PROVIDED MATERIAL section start
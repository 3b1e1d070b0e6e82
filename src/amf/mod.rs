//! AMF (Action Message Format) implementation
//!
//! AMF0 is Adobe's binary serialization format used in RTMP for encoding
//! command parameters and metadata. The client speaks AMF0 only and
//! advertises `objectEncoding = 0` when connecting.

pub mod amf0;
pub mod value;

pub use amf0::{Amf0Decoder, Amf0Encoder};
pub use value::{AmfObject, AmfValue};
PROVIDED MATERIAL section end
Copy each of the records above so that nothing differs from the original.

_COMPLETED TASK_
repository 3b1e1d070b0e6e82
filename src/amf/mod.rs
//! AMF (Action Message Format) implementation
//!
//! AMF0 is Adobe's binary serialization format used in RTMP for encoding
//! command parameters and metadata. The client speaks AMF0 only and
//! advertises `objectEncoding = 0` when connecting.

pub mod amf0;
pub mod value;

pub use amf0::{Amf0Decoder, Amf0Encoder};
pub use value::{AmfObject, AmfValue};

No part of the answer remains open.